◆ **TASK DIRECTIONS**: If a line in the records below holds the word "bool", copy it.

◆ **DATA IN THIS EXERCISE**:
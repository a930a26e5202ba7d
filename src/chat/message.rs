//! Chat Messages
//!
//! Transcript entries and the fixed strings the chat surface shows.

use chrono::{DateTime, Utc};
use serde::{Deserialize, Serialize};

/// Shown in place of a reply whenever an exchange fails
pub const CHAT_ERROR_MESSAGE: &str =
    "Sorry, there was an error processing your request. Please try again.";

/// Greeting shown while the transcript is empty
pub const WELCOME_MESSAGE: &str = "Hello! How can I help you with QPU analysis today?";

/// Suggestion chips offered under the welcome message
pub const SUGGESTIONS: [&str; 3] = [
    "Tell me the top 10 most active QPU blocks",
    "What will happen to the cost if I only use Atom blocks?",
    "Generate a graph to show the trend of daily costs",
];

/// Preset prompts behind the optimisation tool buttons
pub const OPTIMISATION_PROMPTS: [(&str, &str); 3] = [
    (
        "Block Mix",
        "How would costs change if we moved to an 80% Atom block mix?",
    ),
    (
        "Batch Scheduling",
        "Simulate batching workloads into 3-day windows and show the savings.",
    ),
    (
        "Cost Negotiation",
        "What would a 10% lease cost reduction save us overall?",
    ),
];

/// Who wrote a message
#[derive(Debug, Clone, Copy, PartialEq, Eq, Serialize, Deserialize)]
#[serde(rename_all = "lowercase")]
pub enum Sender {
    User,
    Bot,
}

/// A single transcript entry
#[derive(Debug, Clone, PartialEq, Serialize, Deserialize)]
pub struct ChatMessage {
    /// Unique within the session, increasing
    pub id: u64,
    pub text: String,
    pub sender: Sender,
    /// Base64 PNG attached to a bot reply
    #[serde(default, skip_serializing_if = "Option::is_none")]
    pub graph: Option<String>,
    #[serde(default)]
    pub is_error: bool,
    pub created_at: DateTime<Utc>,
}

impl ChatMessage {
    pub fn user(id: u64, text: impl Into<String>) -> Self {
        Self {
            id,
            text: text.into(),
            sender: Sender::User,
            graph: None,
            is_error: false,
            created_at: Utc::now(),
        }
    }

    pub fn bot(id: u64, text: impl Into<String>, graph: Option<String>) -> Self {
        Self {
            id,
            text: text.into(),
            sender: Sender::Bot,
            graph: graph.filter(|g| !g.is_empty()),
            is_error: false,
            created_at: Utc::now(),
        }
    }

    /// The fixed bot-styled error entry
    pub fn error(id: u64) -> Self {
        Self {
            is_error: true,
            ..Self::bot(id, CHAT_ERROR_MESSAGE, None)
        }
    }

    pub fn is_user(&self) -> bool {
        self.sender == Sender::User
    }

    pub fn has_graph(&self) -> bool {
        self.graph.is_some()
    }
}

◆ **EXPECTED ANSWER**:
    pub is_error: bool,
    pub fn is_user(&self) -> bool {
    pub fn has_graph(&self) -> bool {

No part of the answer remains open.